■ **DATA FOR THE TASK**:
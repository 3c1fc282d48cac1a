//! Hardware capability traits, the data they exchange, and the
//! real-or-simulated resolution step used at startup.

pub(crate) mod mqtt;
pub(crate) mod sim;

use std::collections::BTreeMap;
use std::fmt;
use std::str::FromStr;
use std::sync::Arc;
use std::time::Duration;

use async_trait::async_trait;
use chrono::NaiveDateTime;
use serde::{Deserialize, Serialize};
use tracing::{info, warn};

use crate::error::ControlResult;

/// Upper bound on soil probes carried by a single reading.
pub const MAX_SOIL_PROBES: usize = 8;

// ---------------------------------------------------------------------------
// Devices
// ---------------------------------------------------------------------------

#[derive(Debug, Clone, Copy, PartialEq, Eq, PartialOrd, Ord, Hash, Serialize, Deserialize)]
#[serde(rename_all = "snake_case")]
pub enum Device {
    GrowLight,
    HeatMat,
    CirculationFan,
    ExhaustFan,
    WaterPump,
    Humidifier,
    Dehumidifier,
    Co2Solenoid,
}

impl Device {
    pub const ALL: [Device; 8] = [
        Device::GrowLight,
        Device::HeatMat,
        Device::CirculationFan,
        Device::ExhaustFan,
        Device::WaterPump,
        Device::Humidifier,
        Device::Dehumidifier,
        Device::Co2Solenoid,
    ];

    pub fn as_str(self) -> &'static str {
        match self {
            Device::GrowLight => "grow_light",
            Device::HeatMat => "heat_mat",
            Device::CirculationFan => "circulation_fan",
            Device::ExhaustFan => "exhaust_fan",
            Device::WaterPump => "water_pump",
            Device::Humidifier => "humidifier",
            Device::Dehumidifier => "dehumidifier",
            Device::Co2Solenoid => "co2_solenoid",
        }
    }
}

impl fmt::Display for Device {
    fn fmt(&self, f: &mut fmt::Formatter<'_>) -> fmt::Result {
        f.write_str(self.as_str())
    }
}

impl FromStr for Device {
    type Err = String;

    fn from_str(s: &str) -> Result<Self, Self::Err> {
        let wanted = s.trim().to_ascii_lowercase();
        Device::ALL
            .into_iter()
            .find(|d| d.as_str() == wanted)
            .ok_or_else(|| format!("unknown device '{s}'"))
    }
}

/// On/off state per device as reported by hardware.
#[derive(Debug, Clone, Default, PartialEq, Serialize, Deserialize)]
pub struct DeviceState {
    pub devices: BTreeMap<Device, bool>,
    #[serde(default, skip_serializing_if = "Option::is_none")]
    pub light_brightness: Option<u8>,
}

impl DeviceState {
    pub fn all_off() -> Self {
        Self {
            devices: Device::ALL.into_iter().map(|d| (d, false)).collect(),
            light_brightness: None,
        }
    }

    /// Unknown devices read as off.
    pub fn is_on(&self, device: Device) -> bool {
        self.devices.get(&device).copied().unwrap_or(false)
    }

    pub fn set(&mut self, device: Device, on: bool) {
        self.devices.insert(device, on);
    }
}

// ---------------------------------------------------------------------------
// Sensor readings
// ---------------------------------------------------------------------------

/// One poll cycle's worth of environmental data. Every measured field is
/// optional so partial sources can be merged; a reading missing any core
/// field (temperature, humidity, VPD) is never persisted.
#[derive(Debug, Clone, PartialEq, Serialize, Deserialize)]
pub struct SensorReading {
    pub air_temp_c: Option<f64>,
    pub humidity_pct: Option<f64>,
    pub vpd_kpa: Option<f64>,
    pub co2_ppm: Option<f64>,
    pub soil_moisture_pct: Option<f64>,
    #[serde(default)]
    pub soil_probes: Vec<f64>,
    pub leaf_temp_delta_c: Option<f64>,
    pub captured_at: NaiveDateTime,
}

/// The fields every safety check needs, guaranteed present.
#[derive(Debug, Clone, Copy, PartialEq)]
pub struct CoreReading {
    pub air_temp_c: f64,
    pub humidity_pct: f64,
    pub vpd_kpa: f64,
}

impl SensorReading {
    pub fn empty(captured_at: NaiveDateTime) -> Self {
        Self {
            air_temp_c: None,
            humidity_pct: None,
            vpd_kpa: None,
            co2_ppm: None,
            soil_moisture_pct: None,
            soil_probes: Vec::new(),
            leaf_temp_delta_c: None,
            captured_at,
        }
    }

    pub fn missing_core_fields(&self) -> Vec<&'static str> {
        let mut missing = Vec::new();
        if self.air_temp_c.is_none() {
            missing.push("air_temp_c");
        }
        if self.humidity_pct.is_none() {
            missing.push("humidity_pct");
        }
        if self.vpd_kpa.is_none() {
            missing.push("vpd_kpa");
        }
        missing
    }

    pub fn core(&self) -> Option<CoreReading> {
        Some(CoreReading {
            air_temp_c: self.air_temp_c?,
            humidity_pct: self.humidity_pct?,
            vpd_kpa: self.vpd_kpa?,
        })
    }

    /// Fill in VPD from temperature and humidity when the source omitted it.
    pub fn with_derived_vpd(mut self) -> Self {
        if self.vpd_kpa.is_none() {
            if let (Some(t), Some(rh)) = (self.air_temp_c, self.humidity_pct) {
                self.vpd_kpa = Some(vpd_kpa(t, rh, self.leaf_temp_delta_c.unwrap_or(0.0)));
            }
        }
        self
    }
}

/// Saturation vapour pressure in kPa (Tetens).
fn svp_kpa(temp_c: f64) -> f64 {
    0.6108 * ((17.27 * temp_c) / (temp_c + 237.3)).exp()
}

/// Leaf vapour pressure deficit in kPa, clamped at zero.
pub fn vpd_kpa(air_temp_c: f64, humidity_pct: f64, leaf_delta_c: f64) -> f64 {
    let leaf = svp_kpa(air_temp_c + leaf_delta_c);
    let air = svp_kpa(air_temp_c) * humidity_pct.clamp(0.0, 100.0) / 100.0;
    ((leaf - air) * 1000.0).round().max(0.0) / 1000.0
}

// ---------------------------------------------------------------------------
// Capabilities
// ---------------------------------------------------------------------------

#[async_trait]
pub trait Sensor: Send + Sync {
    async fn connect(&self) -> bool;
    async fn read_all(&self) -> ControlResult<SensorReading>;
}

#[async_trait]
pub trait Actuator: Send + Sync {
    async fn connect(&self) -> bool;
    async fn set_device(&self, device: Device, on: bool) -> ControlResult<()>;
    async fn get_state(&self) -> ControlResult<DeviceState>;

    /// Dimmable lights override this; switch-only hardware ignores it.
    async fn set_brightness(&self, _pct: u8) -> ControlResult<()> {
        Ok(())
    }
}

// ---------------------------------------------------------------------------
// Real-or-simulated resolution
// ---------------------------------------------------------------------------

#[derive(Debug, Clone, Copy, PartialEq, Eq, Serialize)]
#[serde(rename_all = "lowercase")]
pub enum Provenance {
    Real,
    Simulated,
}

#[derive(Clone)]
pub struct Resolved<T> {
    pub handle: T,
    pub provenance: Provenance,
}

impl<T> Resolved<T> {
    pub fn is_simulated(&self) -> bool {
        self.provenance == Provenance::Simulated
    }
}

pub(crate) async fn probe<F>(what: &str, timeout: Duration, connect: F) -> bool
where
    F: std::future::Future<Output = bool>,
{
    match tokio::time::timeout(timeout, connect).await {
        Ok(true) => true,
        Ok(false) => {
            warn!(what, "hardware refused connection");
            false
        }
        Err(_) => {
            warn!(what, ?timeout, "hardware connect timed out");
            false
        }
    }
}

pub async fn resolve_sensor(
    name: &str,
    candidate: Option<Arc<dyn Sensor>>,
    timeout: Duration,
    fallback: impl FnOnce() -> Arc<dyn Sensor>,
) -> Resolved<Arc<dyn Sensor>> {
    if let Some(real) = candidate {
        if probe(name, timeout, real.connect()).await {
            info!(source = name, "sensor connected");
            return Resolved {
                handle: real,
                provenance: Provenance::Real,
            };
        }
    }
    warn!(source = name, "sensor unavailable, using simulated readings");
    Resolved {
        handle: fallback(),
        provenance: Provenance::Simulated,
    }
}

pub async fn resolve_actuator(
    candidate: Option<Arc<dyn Actuator>>,
    timeout: Duration,
    fallback: impl FnOnce() -> Arc<dyn Actuator>,
) -> Resolved<Arc<dyn Actuator>> {
    if let Some(real) = candidate {
        if probe("actuator", timeout, real.connect()).await {
            info!("actuator connected");
            return Resolved {
                handle: real,
                provenance: Provenance::Real,
            };
        }
    }
    warn!("actuator unavailable, commands go to simulated devices");
    Resolved {
        handle: fallback(),
        provenance: Provenance::Simulated,
    }
}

■ **YOUR TASK**:
Search the entries for the word "FromStr", then copy every line in which it is found.

■ **WRITTEN SOLUTION**:
use std::str::FromStr;
impl FromStr for Device {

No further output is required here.